The paper of record is, more and more, the record of those living in a distant galaxy, one whose concerns are profoundly removed from the lives of most people. This is a galaxy in which, to choose just a few recent examples, the Soviet space program is lauded for its “diversity”; the doxxing of teenagers in the name of justice is condoned; and the worst caste systems in human history includes the United States alongside Nazi Germany.

Even now, I am confident that most people at The Times do not hold these views. Yet they are cowed by those who do. Why? Perhaps because they believe the ultimate goal is righteous. Perhaps because they believe that they will be granted protection if they nod along as the coin of our realm—language—is degraded in service to an ever-shifting laundry list of right causes. Perhaps because there are millions of unemployed people in this country and they feel lucky to have a job in a contracting industry. 
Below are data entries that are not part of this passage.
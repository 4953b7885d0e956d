//! Minimal instruction model for load-time method patching.
//!
//! An [`Instruction`] is an opcode, an optional operand and a small set of
//! [`Label`]s marking it as a branch target. Sequences are plain slices/`Vec`s:
//! an instruction's position is its identity, not its address.
//!
//! Two notions of equality exist:
//!
//! - [`Instruction::matches`] compares opcode and operand only. This is what
//!   pattern matching uses; labels are ignored.
//! - `PartialEq` is full structural equality, labels included.

use smallvec::SmallVec;
use std::fmt;

/// Opaque branch-target marker.
///
/// A label is attached to at most one instruction of a sequence; branch
/// instructions refer to it through [`Operand::Label`].
#[derive(Debug, Clone, Copy, PartialEq, Eq, Hash, PartialOrd, Ord)]
pub struct Label(u32);

impl Label {
    pub const fn new(id: u32) -> Self {
        Self(id)
    }

    pub const fn id(&self) -> u32 {
        self.0
    }
}

impl fmt::Display for Label {
    fn fmt(&self, f: &mut fmt::Formatter<'_>) -> fmt::Result {
        write!(f, "L{}", self.0)
    }
}

/// Symbolic reference to a method or field of some owning type.
#[derive(Debug, Clone, PartialEq, Eq, Hash)]
pub struct MemberRef {
    pub owner: String,
    pub name: String,
}

impl MemberRef {
    pub fn new(owner: impl Into<String>, name: impl Into<String>) -> Self {
        Self {
            owner: owner.into(),
            name: name.into(),
        }
    }
}

impl fmt::Display for MemberRef {
    fn fmt(&self, f: &mut fmt::Formatter<'_>) -> fmt::Result {
        write!(f, "{}::{}", self.owner, self.name)
    }
}

/// How control leaves an instruction.
#[derive(Debug, Clone, Copy, PartialEq, Eq)]
pub enum FlowControl {
    /// Falls through to the next instruction.
    Next,
    /// Calls out and returns to the next instruction.
    Call,
    /// Leaves the method.
    Return,
    /// Unconditional jump.
    Branch,
    /// Jump taken only if a condition holds; otherwise falls through.
    CondBranch,
    /// Raises an exception.
    Throw,
}

/// Operation tag of one instruction.
///
/// The set mirrors the stack-machine opcodes that show up around the patched
/// call sites. Anything else is carried as [`OpCode::Other`] so that foreign
/// sequences can still be represented and scanned.
#[derive(Debug, Clone, Copy, PartialEq, Eq, Hash)]
pub enum OpCode {
    Nop,
    LdArg0,
    LdArg1,
    LdArg2,
    LdArg3,
    /// Load argument address (short form); operand is the argument index.
    LdArgAS,
    LdLoc,
    StLoc,
    LdcI4,
    LdFld,
    StFld,
    Dup,
    Pop,
    Call,
    CallVirt,
    Ret,
    Br,
    BrS,
    BrTrue,
    BrTrueS,
    BrFalse,
    BrFalseS,
    Beq,
    Bne,
    Blt,
    Ble,
    Bgt,
    Bge,
    Leave,
    Throw,
    Other(u16),
}

impl OpCode {
    pub fn flow_control(self) -> FlowControl {
        match self {
            OpCode::Call | OpCode::CallVirt => FlowControl::Call,
            OpCode::Ret => FlowControl::Return,
            OpCode::Br | OpCode::BrS | OpCode::Leave => FlowControl::Branch,
            OpCode::BrTrue
            | OpCode::BrTrueS
            | OpCode::BrFalse
            | OpCode::BrFalseS
            | OpCode::Beq
            | OpCode::Bne
            | OpCode::Blt
            | OpCode::Ble
            | OpCode::Bgt
            | OpCode::Bge => FlowControl::CondBranch,
            OpCode::Throw => FlowControl::Throw,
            _ => FlowControl::Next,
        }
    }

    /// True for conditional and unconditional jumps.
    #[inline]
    pub fn is_branch(self) -> bool {
        matches!(
            self.flow_control(),
            FlowControl::Branch | FlowControl::CondBranch
        )
    }
}

/// Value or symbolic reference carried by an instruction.
#[derive(Debug, Clone, Default, PartialEq, Eq, Hash)]
pub enum Operand {
    #[default]
    None,
    Int(i64),
    Method(MemberRef),
    Field(MemberRef),
    Label(Label),
}

impl Operand {
    pub fn method(owner: impl Into<String>, name: impl Into<String>) -> Self {
        Operand::Method(MemberRef::new(owner, name))
    }

    pub fn field(owner: impl Into<String>, name: impl Into<String>) -> Self {
        Operand::Field(MemberRef::new(owner, name))
    }

    pub fn as_label(&self) -> Option<Label> {
        match self {
            Operand::Label(label) => Some(*label),
            _ => None,
        }
    }
}

/// Labels attached to one instruction; almost always zero or one.
pub type LabelSet = SmallVec<[Label; 1]>;

/// A single instruction: opcode, operand and the labels that target it.
#[derive(Debug, Clone, PartialEq, Eq)]
pub struct Instruction {
    opcode: OpCode,
    operand: Operand,
    labels: LabelSet,
}

impl Instruction {
    /// Instruction without operand or labels.
    pub fn new(opcode: OpCode) -> Self {
        Self {
            opcode,
            operand: Operand::None,
            labels: LabelSet::new(),
        }
    }

    pub fn with_operand(opcode: OpCode, operand: Operand) -> Self {
        Self {
            opcode,
            operand,
            labels: LabelSet::new(),
        }
    }

    /// Full constructor. Duplicate labels are collapsed.
    pub fn from_parts(
        opcode: OpCode,
        operand: Operand,
        labels: impl IntoIterator<Item = Label>,
    ) -> Self {
        let mut insn = Self::with_operand(opcode, operand);
        for label in labels {
            insn = insn.labeled(label);
        }
        insn
    }

    /// Branch instruction jumping to `target`.
    pub fn branch(opcode: OpCode, target: Label) -> Self {
        Self::with_operand(opcode, Operand::Label(target))
    }

    /// Returns this instruction with `label` attached.
    pub fn labeled(mut self, label: Label) -> Self {
        if !self.labels.contains(&label) {
            self.labels.push(label);
        }
        self
    }

    #[inline]
    pub fn opcode(&self) -> OpCode {
        self.opcode
    }

    #[inline]
    pub fn operand(&self) -> &Operand {
        &self.operand
    }

    #[inline]
    pub fn labels(&self) -> &[Label] {
        &self.labels
    }

    #[inline]
    pub fn has_label(&self, label: Label) -> bool {
        self.labels.contains(&label)
    }

    /// Pattern equality: same opcode and same operand, labels ignored.
    #[inline]
    pub fn matches(&self, opcode: OpCode, operand: &Operand) -> bool {
        self.opcode == opcode && self.operand == *operand
    }

    /// Pattern equality against another instruction.
    #[inline]
    pub fn same_op(&self, other: &Instruction) -> bool {
        self.matches(other.opcode, &other.operand)
    }

    /// The label this instruction jumps to, if it is a branch carrying one.
    pub fn branch_target(&self) -> Option<Label> {
        if self.opcode.is_branch() {
            self.operand.as_label()
        } else {
            None
        }
    }
}

impl fmt::Display for Instruction {
    fn fmt(&self, f: &mut fmt::Formatter<'_>) -> fmt::Result {
        for label in &self.labels {
            write!(f, "{}: ", label)?;
        }
        write!(f, "{:?}", self.opcode)?;
        match &self.operand {
            Operand::None => Ok(()),
            Operand::Int(v) => write!(f, " {}", v),
            Operand::Method(m) | Operand::Field(m) => write!(f, " {}", m),
            Operand::Label(l) => write!(f, " {}", l),
        }
    }
}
Or perhaps it is because they know that, nowadays, standing up for principle at the paper does not win plaudits. It puts a target on your back. Too wise to post on Slack, they write to me privately about the “new McCarthyism” that has taken root at the paper of record.

None of this means that some of the most talented journalists in the world don’t still labor for this newspaper. They do, which is what makes the illiberal environment especially heartbreaking. I will be, as ever, a dedicated reader of their work. But I can no longer do the work that you brought me here to do—the work that Adolph Ochs described in that famous 1896 statement: “to make of the columns of The New York Times a forum for the consideration of all questions of public importance, and to that end to invite intelligent discussion from all shades of opinion.”

Ochs’s idea is one of the best I’ve encountered. And I’ve always comforted myself with the notion that the best ideas win out. But ideas cannot win on their own. They need a voice. They need a hearing. Above all, they must be backed by people willing to live by them.